> **REQUIRED ACTION**:
In the data below, find the lines containing "DriveConfig" and say how many there are, nothing more.

§

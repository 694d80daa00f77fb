//! Avoidance controller: owns every piece of state carried between ticks.
//!
//! One [`AvoidanceController::tick`] consumes the fused zone and issues at
//! most one composite command (steer, then throttle). The only memory kept
//! across avoidance episodes is the alternating turn direction, which flips
//! exactly once per completed maneuver.

use std::time::Instant;

use crate::config::{DriveConfig, EvasionConfig, KavachConfig};
use crate::drivers::{ActuatorPort, DriveCommand, Throttle};
use crate::error::{KavachError, Result};
use crate::types::{Motion, TurnDirection, Zone};

use super::maneuver::EvasiveManeuver;
use super::state::{DriveState, steady_command, transition};

/// State-machine fields restored when a tick's command fails
struct Checkpoint {
    state: DriveState,
    maneuver: Option<EvasiveManeuver>,
    last_turn_dir: TurnDirection,
    maneuvers_completed: u64,
}

/// Reactive avoidance state machine bound to one actuator.
pub struct AvoidanceController<A: ActuatorPort> {
    actuator: A,
    drive: DriveConfig,
    evasion: EvasionConfig,
    state: DriveState,
    maneuver: Option<EvasiveManeuver>,
    last_turn_dir: TurnDirection,
    motion: Motion,
    steering_angle_deg: f64,
    maneuvers_completed: u64,
    shut_down: bool,
}

impl<A: ActuatorPort> AvoidanceController<A> {
    /// Create a controller, rejecting unsafe configuration before any tick.
    pub fn new(config: &KavachConfig, actuator: A) -> Result<Self> {
        config.validate()?;

        tracing::debug!(
            "AvoidanceController: cruise={} caution={} turn=±{:.0}° reverse={}@{:.2}s",
            config.drive.cruise_speed,
            config.drive.caution_speed,
            config.evasion.turn_angle_deg,
            config.evasion.reverse_speed,
            config.evasion.reverse_duration_s
        );

        Ok(Self {
            actuator,
            drive: config.drive.clone(),
            evasion: config.evasion.clone(),
            state: DriveState::Cruise,
            maneuver: None,
            last_turn_dir: TurnDirection::Right,
            motion: Motion::Stopped,
            steering_angle_deg: 0.0,
            maneuvers_completed: 0,
            shut_down: false,
        })
    }

    pub fn state(&self) -> DriveState {
        self.state
    }

    /// Direction the next maneuver will steer toward
    pub fn last_turn_dir(&self) -> TurnDirection {
        self.last_turn_dir
    }

    pub fn motion(&self) -> Motion {
        self.motion
    }

    pub fn steering_angle_deg(&self) -> f64 {
        self.steering_angle_deg
    }

    pub fn maneuver(&self) -> Option<&EvasiveManeuver> {
        self.maneuver.as_ref()
    }

    pub fn maneuvers_completed(&self) -> u64 {
        self.maneuvers_completed
    }

    pub fn is_shut_down(&self) -> bool {
        self.shut_down
    }

    pub fn actuator(&self) -> &A {
        &self.actuator
    }

    /// Run one state-machine step for `zone` at time `now`.
    ///
    /// Returns the command that was dispatched, if any. On actuator failure a
    /// single `stop()` retry is attempted, the state machine is restored to
    /// where it was before this tick, and the failure is returned. A maneuver
    /// step therefore only counts once its command has been delivered.
    pub fn tick(&mut self, zone: Zone, now: Instant) -> Result<Option<DriveCommand>> {
        if self.shut_down {
            tracing::warn!("tick() after shutdown ignored");
            return Ok(None);
        }

        let previous = self.state;
        let saved = Checkpoint {
            state: self.state,
            maneuver: self.maneuver.clone(),
            last_turn_dir: self.last_turn_dir,
            maneuvers_completed: self.maneuvers_completed,
        };
        let command = match self.state {
            DriveState::Evading => self.step_maneuver(zone, now),
            DriveState::Cruise | DriveState::CautionDrive => {
                let next = transition(self.state, zone, false);
                self.state = next;
                if next == DriveState::Evading {
                    self.begin_maneuver(now);
                    Some(EvasiveManeuver::initial_command())
                } else {
                    steady_command(next, &self.drive)
                }
            }
        };

        if let Some(cmd) = command
            && let Err(e) = self.dispatch(cmd)
        {
            self.restore(saved);
            return Err(e);
        }

        if self.state != previous {
            tracing::info!("{} -> {} (zone {})", previous, self.state, zone);
        }
        Ok(command)
    }

    /// Stop and center steering, abandoning any maneuver in progress.
    ///
    /// Both calls are attempted even if one fails; a failed stop is retried
    /// once. Later ticks are ignored.
    pub fn shutdown(&mut self) -> Result<()> {
        if let Some(m) = self.maneuver.take() {
            tracing::info!("Shutdown aborts maneuver at step {:?}", m.step());
        }
        self.shut_down = true;
        self.state = DriveState::Cruise;

        let stop_result = self.stop_with_retry();
        let steer_result = self.actuator.set_steering_angle(0.0);
        if steer_result.is_ok() {
            self.steering_angle_deg = 0.0;
        }

        match (stop_result, steer_result) {
            (Ok(()), Ok(())) => {
                tracing::info!("Controller shut down: stopped, steering centered");
                Ok(())
            }
            (Err(e), _) | (Ok(()), Err(e)) => {
                tracing::error!("Shutdown incomplete: {}", e);
                Err(KavachError::Actuator(format!("shutdown: {}", e)))
            }
        }
    }

    fn restore(&mut self, saved: Checkpoint) {
        tracing::warn!(
            "Command not delivered, staying in {} ({:?})",
            saved.state,
            saved.maneuver.as_ref().map(|m| m.step())
        );
        self.state = saved.state;
        self.maneuver = saved.maneuver;
        self.last_turn_dir = saved.last_turn_dir;
        self.maneuvers_completed = saved.maneuvers_completed;
    }

    fn begin_maneuver(&mut self, now: Instant) {
        tracing::info!(
            "Evasive maneuver: reversing {} at {}° for {:.2}s",
            self.last_turn_dir,
            self.evasion.turn_angle_deg,
            self.evasion.reverse_duration_s
        );
        self.maneuver = Some(EvasiveManeuver::start(now, self.last_turn_dir, &self.evasion));
    }

    fn step_maneuver(&mut self, zone: Zone, now: Instant) -> Option<DriveCommand> {
        let Some(maneuver) = self.maneuver.as_mut() else {
            // Evading without a maneuver cannot normally happen; restart one
            self.begin_maneuver(now);
            return Some(EvasiveManeuver::initial_command());
        };

        let update = maneuver.advance(now);
        if !update.finished {
            return update.command;
        }

        self.maneuver = None;
        self.last_turn_dir = self.last_turn_dir.flipped();
        self.maneuvers_completed += 1;
        tracing::info!(
            "Maneuver complete (#{}), next turn {}",
            self.maneuvers_completed,
            self.last_turn_dir
        );

        self.state = transition(DriveState::Evading, zone, true);
        if self.state == DriveState::Evading {
            // The completion halt already satisfies the new maneuver's stop
            self.begin_maneuver(now);
        }
        update.command
    }

    fn dispatch(&mut self, cmd: DriveCommand) -> Result<()> {
        if let Err(e) = self.apply(cmd) {
            tracing::error!("Actuator failed on '{}': {}", cmd, e);
            if let Err(stop_err) = self.actuator.stop() {
                tracing::error!("Stop retry failed: {}", stop_err);
            } else {
                self.motion = Motion::Stopped;
            }
            return Err(KavachError::Actuator(format!("{}: {}", cmd, e)));
        }
        Ok(())
    }

    fn apply(&mut self, cmd: DriveCommand) -> Result<()> {
        if let Some(deg) = cmd.steer_deg {
            self.actuator.set_steering_angle(deg)?;
            self.steering_angle_deg = deg;
        }
        match cmd.throttle {
            Throttle::Forward(speed) => {
                self.actuator.drive_forward(speed)?;
                self.motion = Motion::Forward(speed);
            }
            Throttle::Backward(speed) => {
                self.actuator.drive_backward(speed)?;
                self.motion = Motion::Backward(speed);
            }
            Throttle::Stop => {
                self.actuator.stop()?;
                self.motion = Motion::Stopped;
            }
        }
        Ok(())
    }

    fn stop_with_retry(&mut self) -> Result<()> {
        match self.actuator.stop() {
            Ok(()) => {
                self.motion = Motion::Stopped;
                Ok(())
            }
            Err(first) => {
                tracing::warn!("Stop failed ({}), retrying once", first);
                self.actuator.stop()?;
                self.motion = Motion::Stopped;
                Ok(())
            }
        }
    }
}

§

> **RESULT OF THE EXERCISE**:
2